Reuben Langdon spent four years flying around on make-believe aliens as the lead stunt double on Avatar. Now, he’s in D.C. trying to convince the world that such extraterrestrial beings could exist.

This time, Langdon is behind the camera. And instead of a movie featuring technicolored dragon-banshees and sinewy blue beings, this one features another strange breed: former members of Congress.

For this movie, Just Cause Entertainment (of which Langdon is the president and whose most recent works include the last iterations of the "Resident Evil" video games) has brought to D.C. more than 40 witnesses to testify in a faux hearing attempting to prove the existence of extraterrestrial life. The documentary will be called Truth Embargo. The 13th-floor ballroom of the National Press Club has been decked out to look like a congressional hearing, and six former lawmakers have been paid $20,000 to listen to 30-plus hours of testimony.

Topics have included an elk that 14 people witnessed carried into the air by a beam of light; bovine tissue mutilated in less than two minutes by a mysterious force; and a seven-mile-in-diameter spacecraft that may have hovered above Phoenix for more than two hours.

“It can be really difficult to have a serious conversation about this stuff without the media talking about anal probes and little green men,” Langdon tells me outside of the hearing. “Having a hearing, with former members, is a good way to get the conversation out there.”

Langdon’s involvement with the project—which he says will cost well over $1 million when all is said and done—is deeply personal. He was born in Georgia, lived for a time in Japan, but had a defining moment after moving to Los Angeles, his current home.

“One day, right in the middle of the day, I looked up at the sky and saw all these dots,” he said. “They looked like stars, right in the middle of the blue sky, 40 or 50 of them. I watched them for 45 minutes, tried to record them, but couldn’t get a good image.”

Nowadays, Langdon is sure that more is out there. But he’s sick of the media and others laughing off the issue. By holding a citizens' hearing, with actual former members of Congress, perhaps the conversation could get a veil of legitimacy. Of course, even for $20,000 the number of former members who would make themselves available to an event sure to be ridiculed is small.

“I’m sure that many of these sightings can be explained, but not all of them,” former Rep. and current octogenarian survivalist Roscoe Bartlett of Maryland said during a recess break. “Balloons, clusters of balloons, searchlights off of clouds--that explains some UFOs. But even the Air Force has a list of 701 incidents they can’t explain.”

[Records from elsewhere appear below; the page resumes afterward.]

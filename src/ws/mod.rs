pub mod connection;
pub mod dispatch;
pub mod event_handlers;
pub mod presence;
pub mod rooms;

use std::sync::Arc;

use axum::{
    Extension,
    extract::{State, WebSocketUpgrade},
    response::IntoResponse,
};
use tracing::info;

use crate::core::state::AppState;
use crate::entities::User;

/// Capacity of each room's broadcast channel. A receiver that falls this far
/// behind starts losing events and is reported as lagged by its stream.
pub const BROADCAST_CHANNEL_CAPACITY: usize = 64;

/// Seconds of client silence after which the listen task treats the
/// connection as dead. Browsers answer protocol pings automatically, so any
/// live connection produces frames well within this window.
pub const CLIENT_TIMEOUT_SECS: u64 = 300;

/// Upgrades an authenticated HTTP request to a websocket session. Identity
/// comes from the authentication middleware, never from the socket itself.
pub async fn ws_handler(
    ws: WebSocketUpgrade,
    State(state): State<Arc<AppState>>,
    Extension(user): Extension<User>,
) -> impl IntoResponse {
    info!(user_id = %user.user_id, "websocket upgrade requested");
    ws.on_upgrade(move |socket| connection::handle_socket(socket, state, user))
}
//! UserRepository - read access to the hospital user directory.

use super::Read;
use crate::entities::User;
use sqlx::{Error, SqlitePool};
use tracing::{debug, instrument};

const SEARCH_RESULT_CAP: i64 = 20;

pub struct UserRepository {
    pool: SqlitePool,
}

impl UserRepository {
    pub fn new(pool: SqlitePool) -> Self {
        Self { pool }
    }

    /// Case-insensitive substring search over display name and specialty,
    /// excluding the caller. Result size is capped.
    #[instrument(skip(self), fields(exclude = %exclude_user_id))]
    pub async fn search(&self, query: &str, exclude_user_id: i64) -> Result<Vec<User>, Error> {
        let pattern = format!("%{}%", escape_like(query));
        let users = sqlx::query_as::<_, User>(
            r#"
            SELECT user_id, display_name, role, specialty
            FROM users
            WHERE user_id != ?
              AND (display_name LIKE ? ESCAPE '\' OR specialty LIKE ? ESCAPE '\')
            ORDER BY display_name
            LIMIT ?
            "#,
        )
        .bind(exclude_user_id)
        .bind(&pattern)
        .bind(&pattern)
        .bind(SEARCH_RESULT_CAP)
        .fetch_all(&self.pool)
        .await?;

        debug!(found = users.len(), "Directory search completed");
        Ok(users)
    }
}

impl Read<User, i64> for UserRepository {
    #[instrument(skip(self), fields(user_id = %id))]
    async fn read(&self, id: &i64) -> Result<Option<User>, Error> {
        sqlx::query_as::<_, User>(
            "SELECT user_id, display_name, role, specialty FROM users WHERE user_id = ?",
        )
        .bind(id)
        .fetch_optional(&self.pool)
        .await
    }
}

/// Escapes LIKE wildcards so user input matches literally.
fn escape_like(input: &str) -> String {
    input
        .replace('\\', "\\\\")
        .replace('%', "\\%")
        .replace('_', "\\_")
}

#[cfg(test)]
mod tests {
    use super::*;

    #[test]
    fn like_escaping_neutralizes_wildcards() {
        assert_eq!(escape_like("100%_done"), "100\\%\\_done");
        assert_eq!(escape_like("plain"), "plain");
    }

    #[sqlx::test(fixtures(path = "../../fixtures", scripts("users")))]
    async fn search_excludes_caller(pool: SqlitePool) -> sqlx::Result<()> {
        let repo = UserRepository::new(pool);

        // "Dr." matches every fixture doctor; the caller must not be listed.
        let results = repo.search("Dr.", 1).await?;
        assert!(!results.is_empty());
        assert!(results.iter().all(|u| u.user_id != 1));

        Ok(())
    }

    #[sqlx::test(fixtures(path = "../../fixtures", scripts("users")))]
    async fn search_matches_specialty(pool: SqlitePool) -> sqlx::Result<()> {
        let repo = UserRepository::new(pool);

        let results = repo.search("cardio", 999).await?;
        assert!(results.iter().any(|u| u.display_name == "Dr. Alice Adams"));

        Ok(())
    }
}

Bartlett isn’t the only former member who thinks something fishy might be going on. Former Sen. Mike Gravel, perhaps most famous for his quixotic run for president and for throwing a rock into a pond, agrees. He told me there is “no question at all” that the government is covering something up.

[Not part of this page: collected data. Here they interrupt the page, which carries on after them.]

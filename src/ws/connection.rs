//! Per-connection session lifecycle: split socket, listen/write tasks,
//! graceful teardown with a reconnect grace period.

use crate::core::state::AppState;
use crate::dtos::{ClientEvent, ServerEvent};
use crate::entities::User;
use crate::ws::event_handlers::process_event;
use crate::ws::presence::{ConnId, SessionSignal, next_conn_id};
use crate::ws::rooms::RoomEvent;
use crate::ws::{CLIENT_TIMEOUT_SECS, dispatch};
use axum::extract::ws::{Message, Utf8Bytes, WebSocket};
use futures_util::stream::{SplitSink, SplitStream};
use futures_util::{SinkExt, StreamExt};
use std::sync::Arc;
use tokio::sync::mpsc::{UnboundedReceiver, UnboundedSender, unbounded_channel};
use tokio::time::{Duration, sleep, timeout};
use tokio_stream::StreamMap;
use tokio_stream::wrappers::BroadcastStream;
use tracing::{error, info, instrument, warn};

#[instrument(skip(ws, state, user), fields(user_id = %user.user_id))]
pub async fn handle_socket(ws: WebSocket, state: Arc<AppState>, user: User) {
    info!("WebSocket connection established");

    let conn_id = next_conn_id();
    let (ws_tx, ws_rx) = ws.split();

    // Internal channel: the listen task and the dispatchers feed signals,
    // the write task is the only socket writer.
    let (int_tx, int_rx) = unbounded_channel::<SessionSignal>();

    state.presence.register(user.user_id, conn_id, int_tx.clone());

    // Ready ack: the connection is authenticated and registered, distinct
    // from the transport merely being open.
    let _ = int_tx.send(SessionSignal::Deliver(Arc::new(ServerEvent::Connected {
        user_id: user.user_id,
    })));

    dispatch::broadcast_status(&state, &user, "online").await;

    tokio::spawn(write_ws(user.user_id, ws_tx, int_rx, state.clone()));
    tokio::spawn(listen_ws(user, conn_id, ws_rx, int_tx, state));
}

/// Single-writer task. Merges direct signals with the broadcast streams of
/// every room this connection joined; exits when the socket breaks or a
/// shutdown signal arrives. Dropping the stream map unsubscribes all rooms.
#[instrument(skip(websocket_tx, internal_rx, state), fields(user_id))]
pub async fn write_ws(
    user_id: i64,
    mut websocket_tx: SplitSink<WebSocket, Message>,
    mut internal_rx: UnboundedReceiver<SessionSignal>,
    state: Arc<AppState>,
) {
    info!("Write task started");

    let mut stream_map: StreamMap<i64, BroadcastStream<RoomEvent>> = StreamMap::new();

    'external: loop {
        tokio::select! {
            Some((chat_id, result)) = tokio_stream::StreamExt::next(&mut stream_map) => {
                match result {
                    Ok(room_event) => {
                        if room_event.exclude == Some(user_id) {
                            continue;
                        }
                        if send_event(&mut websocket_tx, &room_event.event).await.is_err() {
                            warn!(chat_id, "Failed to forward room event, closing connection");
                            break 'external;
                        }
                    }
                    Err(e) => {
                        // Lagged receiver: events were dropped. The client
                        // resyncs through the history endpoint on rejoin.
                        warn!(chat_id, error = %e, "Room stream lagged");
                    }
                }
            }

            signal = internal_rx.recv() => {
                match signal {
                    Some(SessionSignal::Deliver(event)) => {
                        if send_event(&mut websocket_tx, &event).await.is_err() {
                            warn!("Failed to deliver direct event, closing connection");
                            break 'external;
                        }
                    }
                    Some(SessionSignal::JoinRoom(chat_id)) => {
                        info!(chat_id, "Adding room subscription");
                        let rx = state.rooms.subscribe(chat_id);
                        stream_map.insert(chat_id, BroadcastStream::new(rx));
                    }
                    Some(SessionSignal::LeaveRoom(chat_id)) => {
                        info!(chat_id, "Removing room subscription");
                        stream_map.remove(&chat_id);
                    }
                    Some(SessionSignal::Shutdown) => {
                        info!("Shutdown signal received");
                        break 'external;
                    }
                    None => {
                        info!("Internal channel closed");
                        break 'external;
                    }
                }
            }
        }
    }

    info!("Write task terminated");
}

#[instrument(skip(websocket_tx, event))]
async fn send_event(
    websocket_tx: &mut SplitSink<WebSocket, Message>,
    event: &ServerEvent,
) -> Result<(), axum::Error> {
    let json = serde_json::to_string(event).map_err(|e| {
        error!("Failed to serialize event: {:?}", e);
        axum::Error::new(e)
    })?;
    websocket_tx
        .send(Message::Text(Utf8Bytes::from(json)))
        .await
        .map_err(|e| {
            error!("Failed to send event through WebSocket: {:?}", e);
            e
        })
}

/// Reads client frames until close, error, or a silence timeout; the timeout
/// doubles as the liveness probe. Runs the cleanup sequence on exit.
#[instrument(skip(user, websocket_rx, internal_tx, state), fields(user_id = %user.user_id))]
pub async fn listen_ws(
    user: User,
    conn_id: ConnId,
    mut websocket_rx: SplitStream<WebSocket>,
    internal_tx: UnboundedSender<SessionSignal>,
    state: Arc<AppState>,
) {
    info!("Listen task started");

    let timeout_duration = Duration::from_secs(CLIENT_TIMEOUT_SECS);

    loop {
        match timeout(timeout_duration, StreamExt::next(&mut websocket_rx)).await {
            Ok(Some(msg_result)) => {
                let msg = match msg_result {
                    Ok(m) => m,
                    Err(e) => {
                        warn!("WebSocket error: {:?}", e);
                        break;
                    }
                };

                match msg {
                    Message::Text(text) => match serde_json::from_str::<ClientEvent>(&text) {
                        Ok(event) => process_event(&state, &user, &internal_tx, event).await,
                        Err(e) => {
                            warn!(error = %e, "Unrecognized client event");
                            let _ = internal_tx.send(SessionSignal::Deliver(Arc::new(
                                ServerEvent::Error {
                                    message: "Unrecognized event".to_string(),
                                },
                            )));
                        }
                    },
                    Message::Close(_) => {
                        info!("Close message received");
                        break;
                    }
                    // Ping/pong handled by axum, binary frames ignored.
                    _ => {}
                }
            }
            Ok(None) => {
                info!("WebSocket stream ended");
                break;
            }
            Err(_) => {
                warn!(timeout_secs = CLIENT_TIMEOUT_SECS, "Connection timeout");
                break;
            }
        }
    }

    info!("Cleaning up connection");
    let _ = internal_tx.send(SessionSignal::Shutdown);

    // Offline transition is deferred by the grace period so a page reload
    // does not flap the contact status. The conn_id guard makes the delayed
    // unregister a no-op if the user reconnected in the meantime.
    let grace = state.presence_grace;
    tokio::spawn(async move {
        if !grace.is_zero() {
            sleep(grace).await;
        }
        if state.presence.unregister(user.user_id, conn_id) {
            dispatch::broadcast_status(&state, &user, "offline").await;
        }
    });

    info!("Listen task terminated");
}
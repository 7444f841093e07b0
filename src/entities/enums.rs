//! Enumerations shared by entities and DTOs.

use serde::{Deserialize, Serialize};

/// Variant of a stored message.
///
/// `Deleted` is a terminal state: it is reachable only through the
/// soft-delete transition and is never accepted from a client at creation
/// time (the wire-level creation payload uses [`crate::dtos::NewMessageKind`],
/// which has no `Deleted` variant).
#[derive(Serialize, Deserialize, Debug, Clone, Copy, PartialEq, Eq, sqlx::Type)]
#[sqlx(rename_all = "UPPERCASE")]
#[serde(rename_all = "lowercase")]
pub enum MessageType {
    Text,
    Image,
    File,
    Voice,
    Deleted,
}

/// Kind of a conversation. Only `Direct` chats are ever created; `Group`
/// exists as a schema placeholder and is never populated.
#[derive(Serialize, Deserialize, Debug, Clone, Copy, PartialEq, Eq, sqlx::Type)]
#[sqlx(rename_all = "UPPERCASE")]
#[serde(rename_all = "lowercase")]
pub enum ChatKind {
    Direct,
    Group,
}
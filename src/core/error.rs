use axum::{Json, http::StatusCode, response::IntoResponse};
use serde::Serialize;
use std::sync::atomic::{AtomicBool, Ordering};
use tracing::debug;

/// Whether error responses carry the diagnostic `details` field. On in
/// development, switched off at startup for production deployments;
/// redacted details are still logged.
static EXPOSE_DETAILS: AtomicBool = AtomicBool::new(true);

pub fn expose_error_details(expose: bool) {
    EXPOSE_DETAILS.store(expose, Ordering::Relaxed);
}

#[derive(Serialize)]
struct ErrorResponse {
    error: &'static str,
    #[serde(skip_serializing_if = "Option::is_none")]
    details: Option<String>,
}

/// Application error taxonomy, carried as an HTTP status plus a static
/// message. The REST façade returns it as a JSON body; WebSocket handlers
/// convert it into a scoped `error` event for the originating connection.
#[derive(Debug)]
pub struct AppError {
    status: StatusCode,
    message: &'static str,
    details: Option<String>,
}

impl AppError {
    pub fn new(status: StatusCode, message: &'static str) -> Self {
        Self {
            status,
            message,
            details: None,
        }
    }

    pub fn with_details(mut self, details: impl Into<String>) -> Self {
        self.details = Some(details.into());
        self
    }

    // Common error constructors
    pub fn not_found(message: &'static str) -> Self {
        Self::new(StatusCode::NOT_FOUND, message)
    }

    pub fn bad_request(message: &'static str) -> Self {
        Self::new(StatusCode::BAD_REQUEST, message)
    }

    pub fn unauthorized(message: &'static str) -> Self {
        Self::new(StatusCode::UNAUTHORIZED, message)
    }

    pub fn forbidden(message: &'static str) -> Self {
        Self::new(StatusCode::FORBIDDEN, message)
    }

    pub fn conflict(message: &'static str) -> Self {
        Self::new(StatusCode::CONFLICT, message)
    }

    pub fn internal_server_error(message: &'static str) -> Self {
        Self::new(StatusCode::INTERNAL_SERVER_ERROR, message)
    }

    pub fn service_unavailable(message: &'static str) -> Self {
        Self::new(StatusCode::SERVICE_UNAVAILABLE, message)
    }

    pub fn status(&self) -> StatusCode {
        self.status
    }

    /// Client-facing message, used by the WebSocket `error` event.
    pub fn message(&self) -> &'static str {
        self.message
    }
}

impl From<sqlx::Error> for AppError {
    fn from(err: sqlx::Error) -> Self {
        match err {
            sqlx::Error::RowNotFound => Self::not_found("Resource not found"),

            sqlx::Error::Database(_) => Self::bad_request("Database error"),

            sqlx::Error::PoolTimedOut | sqlx::Error::PoolClosed => {
                Self::service_unavailable("Database unavailable")
            }

            _ => Self::internal_server_error("Internal server error"),
        }
    }
}

impl From<axum::Error> for AppError {
    fn from(err: axum::Error) -> Self {
        Self::internal_server_error("Internal server error").with_details(err.to_string())
    }
}

impl From<validator::ValidationErrors> for AppError {
    fn from(err: validator::ValidationErrors) -> Self {
        Self::bad_request("Validation error").with_details(err.to_string())
    }
}

impl IntoResponse for AppError {
    fn into_response(self) -> axum::response::Response {
        let details = if EXPOSE_DETAILS.load(Ordering::Relaxed) {
            self.details
        } else {
            if let Some(details) = &self.details {
                debug!(%details, "Error details redacted from response");
            }
            None
        };
        let body = Json(ErrorResponse {
            error: self.message,
            details,
        });
        (self.status, body).into_response()
    }
}
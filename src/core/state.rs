//! Application state shared by routes, middleware and session tasks.

use crate::repositories::{ChatRepository, MessageRepository, UserRepository};
use crate::ws::dispatch::{LogOnlyNotifier, PushNotifier};
use crate::ws::presence::{LocalPresence, PresenceRegistry};
use crate::ws::rooms::RoomMap;
use sqlx::SqlitePool;
use std::sync::Arc;
use std::time::Duration;

pub struct AppState {
    /// User directory lookups.
    pub user: UserRepository,

    /// Conversation store: conversations and memberships.
    pub chat: ChatRepository,

    /// Conversation store: message log, receipts, unread counters.
    pub msg: MessageRepository,

    /// Secret used to verify bearer credentials.
    pub jwt_secret: String,

    /// Who currently holds a live connection. Injected so the
    /// process-local map can be swapped for a shared-cache-backed
    /// implementation when scaling horizontally.
    pub presence: Arc<dyn PresenceRegistry>,

    /// Per-conversation broadcast channels for live fan-out.
    pub rooms: RoomMap,

    /// External push collaborator for offline recipients, best effort.
    pub notifier: Arc<dyn PushNotifier>,

    /// Delay before a disconnect flips presence to offline.
    pub presence_grace: Duration,
}

impl AppState {
    pub fn new(pool: SqlitePool, jwt_secret: String) -> Self {
        Self::with_collaborators(
            pool,
            jwt_secret,
            Arc::new(LocalPresence::new()),
            Arc::new(LogOnlyNotifier),
            Duration::from_secs(30),
        )
    }

    /// Full constructor with injectable collaborators; tests shorten the
    /// grace delay and production deployments may swap the presence
    /// registry or the push notifier.
    pub fn with_collaborators(
        pool: SqlitePool,
        jwt_secret: String,
        presence: Arc<dyn PresenceRegistry>,
        notifier: Arc<dyn PushNotifier>,
        presence_grace: Duration,
    ) -> Self {
        Self {
            user: UserRepository::new(pool.clone()),
            chat: ChatRepository::new(pool.clone()),
            msg: MessageRepository::new(pool),
            jwt_secret,
            presence,
            rooms: RoomMap::new(),
            notifier,
            presence_grace,
        }
    }
}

“What is despicable is the continued effort of the American government to keep this information secret to the American people and to the people of the world,” he said.

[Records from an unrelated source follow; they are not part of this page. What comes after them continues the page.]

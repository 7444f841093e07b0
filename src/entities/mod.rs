//! Persisted entities of the chat subsystem.

pub mod chat;
pub mod enums;
pub mod message;
pub mod user;

pub use chat::{Chat, ChatParticipant};
pub use enums::{ChatKind, MessageType};
pub use message::{DELETED_MESSAGE_PLACEHOLDER, Message, ReadReceipt};
pub use user::User;
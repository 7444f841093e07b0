use axum_test::TestServer;
use medichat::core::AppState;
use medichat::ws::dispatch::LogOnlyNotifier;
use medichat::ws::presence::LocalPresence;
use sqlx::SqlitePool;
use std::sync::Arc;
use std::time::Duration;

pub const TEST_JWT_SECRET: &str = "unit-test-secret-never-deployed";

/// Test state with a zero presence grace so offline transitions are
/// observable without waiting.
pub fn create_test_state(pool: SqlitePool) -> Arc<AppState> {
    Arc::new(AppState::with_collaborators(
        pool,
        TEST_JWT_SECRET.to_string(),
        Arc::new(LocalPresence::new()),
        Arc::new(LogOnlyNotifier),
        Duration::from_secs(0),
    ))
}

pub fn create_test_server(state: Arc<AppState>) -> TestServer {
    let app = medichat::create_router(state);
    TestServer::new(app).expect("Failed to create test server")
}

/// Signed credential for a fixture doctor, the way the hospital auth
/// service would issue one.
pub fn create_test_jwt(user_id: i64, name: &str) -> String {
    medichat::core::encode_jwt(user_id, name, "doctor", TEST_JWT_SECRET)
        .expect("Failed to create JWT token")
}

This is the “Truth Embargo” that Langdon is naming his film after. And in a sense, he is hitting on something that plenty of Americans feel: that their government is not always being completely honest with them.

“Even the former congressmen and -women are telling us how jacked up the system is,” Langdon said. “They’ve seen the way the government withholds information, so they are not surprised at all. They are surprised by the existence of ETs, sure, but the rest they consider typical government stuff.”